Several of New Jersey’s pressing problems — rising gasoline prices, worsening traffic congestion, disappearing open space — would be mitigated if we were to reverse the decades-long trend of people moving farther away from where they work, and becoming more dependent on the automobile. Connecting housing with jobs, and making both more accessible to transit, should be a high priority in the years ahead, and the state’s business attraction and relocation strategies should reflect this. When it comes to dispensing precious financial incentives, the state should discourage companies from perpetuating the problems of the past, and reward companies that will make New Jersey a better place to live and work in the future.

The Impact of Transit Villages: One Reader’s Story

April 25, 2011

Downtown Metuchen. Source:

As readers of this blog know, the proposed Transportation Capital Plan for FY 2012 eliminates funding for the Transit Village program, which encourages quality transit-oriented development by making funding available to municipalities that meet certain criteria for planning and zoning around their transit station.

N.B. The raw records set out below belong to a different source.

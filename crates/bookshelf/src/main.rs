//! Bookshelf server
//!
//! Serves the novel collection over HTTP, backed by Elasticsearch or by
//! process-local memory.

use bookshelf_persistence::core::SearchEngine;
use bookshelf_rest::{ServerConfig, StorageBackendMode, create_app_with_config, init_logging};
use clap::Parser;
use tracing::{info, warn};

/// Starts the Axum HTTP server.
async fn serve(app: axum::Router, config: &ServerConfig) -> anyhow::Result<()> {
    let addr = config.socket_addr();
    info!(address = %addr, "Server listening");
    let listener = tokio::net::TcpListener::bind(&addr).await?;
    axum::serve(listener, app).await?;
    Ok(())
}

/// Prepares the collection, logging instead of failing when the engine is down.
///
/// The server still starts so `/health` can report the problem.
async fn prepare_collection<E: SearchEngine>(engine: &E, config: &ServerConfig) {
    let collection = config.collection();
    match engine.initialize(&collection).await {
        Ok(()) => info!(
            engine = engine.engine_name(),
            index = %collection.index(),
            "Collection ready"
        ),
        Err(e) => warn!(
            engine = engine.engine_name(),
            index = %collection.index(),
            error = %e,
            "Could not prepare collection; continuing"
        ),
    }
}

#[tokio::main]
async fn main() -> anyhow::Result<()> {
    let config = ServerConfig::parse();
    init_logging(&config.log_level);

    if let Err(errors) = config.validate() {
        for error in &errors {
            eprintln!("Configuration error: {}", error);
        }
        std::process::exit(1);
    }

    let backend_mode = config
        .storage_backend_mode()
        .map_err(|e| anyhow::anyhow!("Invalid storage backend configuration: {}", e))?;

    info!(
        port = config.port,
        host = %config.host,
        storage_backend = %backend_mode,
        index = %config.collection_index,
        doc_type = %config.collection_type,
        "Starting Bookshelf server"
    );

    match backend_mode {
        StorageBackendMode::Elasticsearch => {
            start_elasticsearch(config).await?;
        }
        StorageBackendMode::Memory => {
            start_memory(config).await?;
        }
    }

    Ok(())
}

/// Starts the server with the in-memory engine.
async fn start_memory(config: ServerConfig) -> anyhow::Result<()> {
    use bookshelf_persistence::backends::memory::MemoryEngine;

    let engine = MemoryEngine::with_cluster_name(config.elasticsearch_cluster_name.clone());
    info!("In-memory engine initialized; documents are lost on exit");
    prepare_collection(&engine, &config).await;

    let app = create_app_with_config(engine, config.clone());
    serve(app, &config).await
}

/// Starts the server with the Elasticsearch engine.
#[cfg(feature = "elasticsearch")]
async fn start_elasticsearch(config: ServerConfig) -> anyhow::Result<()> {
    use bookshelf_persistence::backends::elasticsearch::{
        ElasticsearchAuth, ElasticsearchConfig, ElasticsearchEngine,
    };

    let es_nodes = config.elasticsearch_node_list();

    let es_auth = match (
        &config.elasticsearch_username,
        &config.elasticsearch_password,
    ) {
        (Some(username), Some(password)) => Some(ElasticsearchAuth::Basic {
            username: username.clone(),
            password: password.clone(),
        }),
        _ => None,
    };

    let es_config = ElasticsearchConfig {
        nodes: es_nodes.clone(),
        cluster_name: config.elasticsearch_cluster_name.clone(),
        request_timeout_ms: config.elasticsearch_request_timeout_ms,
        refresh: config.elasticsearch_refresh,
        auth: es_auth,
        disable_certificate_validation: config.elasticsearch_insecure,
        ..Default::default()
    };

    info!(
        nodes = ?es_nodes,
        cluster_name = %es_config.cluster_name,
        refresh = %es_config.refresh,
        "Initializing Elasticsearch engine"
    );

    let engine = ElasticsearchEngine::new(es_config)?;
    prepare_collection(&engine, &config).await;

    let app = create_app_with_config(engine, config.clone());
    serve(app, &config).await
}

/// Fallback when elasticsearch feature is not enabled.
#[cfg(not(feature = "elasticsearch"))]
async fn start_elasticsearch(_config: ServerConfig) -> anyhow::Result<()> {
    anyhow::bail!(
        "The elasticsearch backend requires the 'elasticsearch' feature. \
         Build with: cargo build -p bookshelf-server --features elasticsearch"
    )
}
//! Offset pagination for searches.

/// Default number of documents per search page.
pub const DEFAULT_PAGE_SIZE: u64 = 10;

/// Which slice of the matching documents a search returns.
#[derive(Debug, Clone, Copy, PartialEq, Eq)]
pub struct PageRequest {
    /// Number of matching documents to skip.
    pub from: u64,
    /// Maximum number of documents to return.
    pub size: u64,
}

impl PageRequest {
    /// Creates a page request.
    pub fn new(from: u64, size: u64) -> Self {
        Self { from, size }
    }
}

impl Default for PageRequest {
    fn default() -> Self {
        Self::new(0, DEFAULT_PAGE_SIZE)
    }
}

#[cfg(test)]
mod tests {
    use super::*;

    #[test]
    fn test_default_page() {
        let page = PageRequest::default();
        assert_eq!(page.from, 0);
        assert_eq!(page.size, 10);
    }
}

The move has important policy implications for the NJDOT, which is increasingly retreating from its position as a leader in the 2000’s of linking land use and transportation. But it also has more personal impacts, as we were reminded recently when reader Karen passed along this anecdote about how she and her husband came to live in Metuchen:

“When my husband and I were looking to move to NJ, we used a specific criteria to screen possible communities.  We used a map of NJ to pinpoint possible places we’d look to buy a home – after moving from NYC.  It included:

  • Transit Villages
  • Walkable – with a sense of “place” and a “Main Street”
  • Commute time to NYC – ideally under one hour direct by train
  • A vibrant Jewish community (synagogues, etc)
  • Within proximity to a Trader Joe’s

Using that lens, we found Metuchen.  We’ve lived there six and a half years, and we LOVE it.  The compactness of town feels cozy – and we’ve made great friends through the local YMCA, the CSA, and the Friends of the Library.  Best of all, my husband walks to and from the train – it’s less than a half mile from our house.”

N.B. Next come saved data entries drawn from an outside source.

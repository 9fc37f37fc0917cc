//! The document access gateway.
//!
//! [`DocumentGateway`] is the only component that talks to the search engine. It
//! issues exactly one engine call per operation and maps the raw reply onto an
//! [`Outcome`]. Anything that prevents a usable reply is returned as a
//! [`StorageError`] tagged with the [`Operation`] that failed; nothing is
//! retried here.
//!
//! # Example
//!
//! ```
//! use std::sync::Arc;
//!
//! use bookshelf_persistence::backends::memory::MemoryEngine;
//! use bookshelf_persistence::gateway::DocumentGateway;
//! use bookshelf_persistence::types::{CollectionKey, NovelFields, Outcome};
//!
//! # tokio::runtime::Builder::new_current_thread().enable_all().build().unwrap().block_on(async {
//! let gateway = DocumentGateway::new(Arc::new(MemoryEngine::new()));
//! let novels = CollectionKey::novels();
//!
//! let fields = NovelFields::new("Dune", "Herbert", "412", "1965-08-01 00:00:00");
//! let Outcome::Created(id) = gateway.create(&novels, &fields).await.unwrap() else {
//!     panic!("expected a created document");
//! };
//!
//! match gateway.get(&novels, &id).await.unwrap() {
//!     Outcome::Found(doc) => assert_eq!(doc.fields, fields),
//!     other => panic!("unexpected outcome: {:?}", other),
//! }
//! # });
//! ```

use std::future::Future;
use std::sync::Arc;
use std::time::Duration;

use serde_json::Value;
use tracing::{debug, warn};

use crate::core::{ClusterHealth, EngineReply, SearchEngine};
use crate::error::{EngineResult, Operation, StorageError, StorageResult, TransportError};
use crate::patch::UpdatePatch;
use crate::query::QueryPlan;
use crate::types::{
    CollectionKey, Document, NovelFields, Outcome, PageRequest, WriteResult,
};

/// Executes document operations against a shared [`SearchEngine`].
///
/// The gateway holds no per-request state; clones share the same engine and can
/// be used from any number of tasks.
pub struct DocumentGateway<E: ?Sized> {
    engine: Arc<E>,
    operation_timeout: Option<Duration>,
}

impl<E: ?Sized> Clone for DocumentGateway<E> {
    fn clone(&self) -> Self {
        Self {
            engine: Arc::clone(&self.engine),
            operation_timeout: self.operation_timeout,
        }
    }
}

impl<E: ?Sized> std::fmt::Debug for DocumentGateway<E> {
    fn fmt(&self, f: &mut std::fmt::Formatter<'_>) -> std::fmt::Result {
        f.debug_struct("DocumentGateway")
            .field("operation_timeout", &self.operation_timeout)
            .finish_non_exhaustive()
    }
}

impl<E: SearchEngine + ?Sized> DocumentGateway<E> {
    /// Creates a gateway over `engine` with no caller-side deadline.
    pub fn new(engine: Arc<E>) -> Self {
        Self {
            engine,
            operation_timeout: None,
        }
    }

    /// Bounds every engine call by `timeout`.
    ///
    /// When the deadline elapses the call is abandoned and reported as
    /// [`StorageError::Interrupted`]. An abandoned write may still be applied by
    /// the engine.
    pub fn with_operation_timeout(mut self, timeout: Duration) -> Self {
        self.operation_timeout = Some(timeout);
        self
    }

    /// Returns the shared engine.
    pub fn engine(&self) -> &Arc<E> {
        &self.engine
    }

    /// Returns the caller-side deadline, if any.
    pub fn operation_timeout(&self) -> Option<Duration> {
        self.operation_timeout
    }

    /// Reports engine health.
    pub async fn health(&self) -> StorageResult<ClusterHealth> {
        self.call(Operation::Health, self.engine.health_check())
            .await
    }

    /// Fetches a document by id.
    ///
    /// An empty id is answered with [`Outcome::NotFound`] without contacting the
    /// engine.
    pub async fn get(&self, collection: &CollectionKey, id: &str) -> StorageResult<Outcome> {
        if id.is_empty() {
            debug!(collection = %collection, "Empty id, skipping get");
            return Ok(Outcome::NotFound);
        }

        let reply = self
            .call(Operation::Get, self.engine.get(collection, id))
            .await?;

        self.interpret(Operation::Get, map_get_reply(self.engine_name(), id, reply))
    }

    /// Stores a new document and returns its engine-assigned id.
    pub async fn create(
        &self,
        collection: &CollectionKey,
        fields: &NovelFields,
    ) -> StorageResult<Outcome> {
        let source = serde_json::to_value(fields).map_err(|e| StorageError::Serialization {
            operation: Operation::Create,
            source: e,
        })?;

        let reply = self
            .call(Operation::Create, self.engine.index(collection, source))
            .await?;

        let outcome = self.interpret(Operation::Create, map_index_reply(self.engine_name(), reply))?;
        if let Outcome::Created(id) = &outcome {
            debug!(collection = %collection, id = %id, "Created document");
        }
        Ok(outcome)
    }

    /// Merges `patch` into the document `id`.
    ///
    /// Never creates a document: an absent id, including the empty id, yields
    /// [`Outcome::NotFound`].
    pub async fn update(
        &self,
        collection: &CollectionKey,
        id: &str,
        patch: &UpdatePatch,
    ) -> StorageResult<Outcome> {
        if patch.is_empty() {
            return Err(StorageError::EmptyPatch);
        }
        if id.is_empty() {
            debug!(collection = %collection, "Empty id, skipping update");
            return Ok(Outcome::NotFound);
        }

        let reply = self
            .call(
                Operation::Update,
                self.engine.update(collection, id, patch.to_document()),
            )
            .await?;

        self.interpret(Operation::Update, map_update_reply(self.engine_name(), reply))
    }

    /// Deletes the document `id`.
    ///
    /// Deleting an absent id is not an error: it yields
    /// `Deleted(WriteResult::NotFound)`.
    pub async fn delete(&self, collection: &CollectionKey, id: &str) -> StorageResult<Outcome> {
        if id.is_empty() {
            debug!(collection = %collection, "Empty id, nothing to delete");
            return Ok(Outcome::Deleted(WriteResult::NotFound));
        }

        let reply = self
            .call(Operation::Delete, self.engine.delete(collection, id))
            .await?;

        self.interpret(Operation::Delete, map_delete_reply(self.engine_name(), reply))
    }

    /// Runs `plan` and returns one page of matching documents in engine order.
    pub async fn search(
        &self,
        collection: &CollectionKey,
        plan: &QueryPlan,
        page: PageRequest,
    ) -> StorageResult<Outcome> {
        let reply = self
            .call(Operation::Search, self.engine.search(collection, plan, page))
            .await?;

        let outcome = self.interpret(Operation::Search, map_search_reply(self.engine_name(), reply))?;
        if let Outcome::SearchResults(docs) = &outcome {
            debug!(
                collection = %collection,
                predicates = plan.matches().len(),
                from = page.from,
                size = page.size,
                hits = docs.len(),
                "Search completed"
            );
        }
        Ok(outcome)
    }

    fn engine_name(&self) -> &'static str {
        self.engine.engine_name()
    }

    /// Awaits one engine call, applying the caller-side deadline.
    async fn call<T, F>(&self, operation: Operation, fut: F) -> StorageResult<T>
    where
        F: Future<Output = EngineResult<T>>,
    {
        let result = match self.operation_timeout {
            Some(limit) => match tokio::time::timeout(limit, fut).await {
                Ok(result) => result,
                Err(_) => {
                    let timeout_ms = u64::try_from(limit.as_millis()).unwrap_or(u64::MAX);
                    warn!(
                        operation = %operation,
                        timeout_ms,
                        outcome_unknown = operation.is_write(),
                        "Engine call interrupted"
                    );
                    return Err(StorageError::Interrupted {
                        operation,
                        timeout_ms,
                    });
                }
            },
            None => fut.await,
        };

        result.map_err(|source| self.transport_fault(operation, source))
    }

    fn interpret(
        &self,
        operation: Operation,
        mapped: EngineResult<Outcome>,
    ) -> StorageResult<Outcome> {
        mapped.map_err(|source| self.transport_fault(operation, source))
    }

    fn transport_fault(&self, operation: Operation, source: TransportError) -> StorageError {
        let err = StorageError::Transport { operation, source };
        warn!(
            engine = self.engine_name(),
            operation = %operation,
            outcome_unknown = err.outcome_unknown(),
            error = %err,
            "Engine call failed"
        );
        err
    }
}

fn unexpected_status(engine: &str, reply: &EngineReply) -> TransportError {
    TransportError::EngineFault {
        engine: engine.to_string(),
        status: reply.status,
        reason: reply.error_reason(),
    }
}

fn decode_source(engine: &str, source: Option<&Value>) -> EngineResult<NovelFields> {
    let source = source.ok_or_else(|| TransportError::malformed(engine, "missing _source"))?;
    serde_json::from_value(source.clone())
        .map_err(|e| TransportError::malformed(engine, format!("undecodable _source: {}", e)))
}

fn result_of(engine: &str, reply: &EngineReply) -> EngineResult<WriteResult> {
    reply
        .body
        .get("result")
        .and_then(|r| r.as_str())
        .map(WriteResult::parse)
        .ok_or_else(|| TransportError::malformed(engine, "missing result"))
}

fn map_get_reply(engine: &str, id: &str, reply: EngineReply) -> EngineResult<Outcome> {
    if reply.is_not_found() {
        return Ok(Outcome::NotFound);
    }
    if !reply.is_success() {
        return Err(unexpected_status(engine, &reply));
    }
    if !reply.body.get("found").and_then(|f| f.as_bool()).unwrap_or(false) {
        return Ok(Outcome::NotFound);
    }

    let fields = decode_source(engine, reply.body.get("_source"))?;
    let id = reply
        .body
        .get("_id")
        .and_then(|v| v.as_str())
        .unwrap_or(id);
    Ok(Outcome::Found(Document::new(id, fields)))
}

fn map_index_reply(engine: &str, reply: EngineReply) -> EngineResult<Outcome> {
    if !reply.is_success() {
        return Err(unexpected_status(engine, &reply));
    }
    reply
        .body
        .get("_id")
        .and_then(|v| v.as_str())
        .map(|id| Outcome::Created(id.to_string()))
        .ok_or_else(|| TransportError::malformed(engine, "index reply has no _id"))
}

fn map_update_reply(engine: &str, reply: EngineReply) -> EngineResult<Outcome> {
    if reply.is_not_found() {
        return Ok(Outcome::NotFound);
    }
    if !reply.is_success() {
        return Err(unexpected_status(engine, &reply));
    }
    result_of(engine, &reply).map(Outcome::Updated)
}

fn map_delete_reply(engine: &str, reply: EngineReply) -> EngineResult<Outcome> {
    if reply.is_not_found() {
        let result = result_of(engine, &reply).unwrap_or(WriteResult::NotFound);
        return Ok(Outcome::Deleted(result));
    }
    if !reply.is_success() {
        return Err(unexpected_status(engine, &reply));
    }
    result_of(engine, &reply).map(Outcome::Deleted)
}

fn map_search_reply(engine: &str, reply: EngineReply) -> EngineResult<Outcome> {
    // A collection that was never written to has no index yet.
    if reply.is_not_found() && reply.error_type() == Some("index_not_found_exception") {
        return Ok(Outcome::SearchResults(Vec::new()));
    }
    if !reply.is_success() {
        return Err(unexpected_status(engine, &reply));
    }

    let hits = reply
        .body
        .get("hits")
        .and_then(|h| h.get("hits"))
        .and_then(|h| h.as_array())
        .ok_or_else(|| TransportError::malformed(engine, "search reply has no hits"))?;

    hits.iter()
        .map(|hit| {
            let id = hit
                .get("_id")
                .and_then(|v| v.as_str())
                .ok_or_else(|| TransportError::malformed(engine, "hit has no _id"))?;
            let fields = decode_source(engine, hit.get("_source"))?;
            Ok(Document::new(id, fields))
        })
        .collect::<EngineResult<Vec<_>>>()
        .map(Outcome::SearchResults)
}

As attracting new jobs, residents and investment continues to be the main focus of this administration in Trenton, Karen’s story reminds us that one of the state’s main selling points has always been its collection of vibrant, walkable communities, something that the Transit Village program has helped foster. Let’s hope NJDOT Commissioner Jim Simpson fixes his “mistake” and restores funding for the program this year.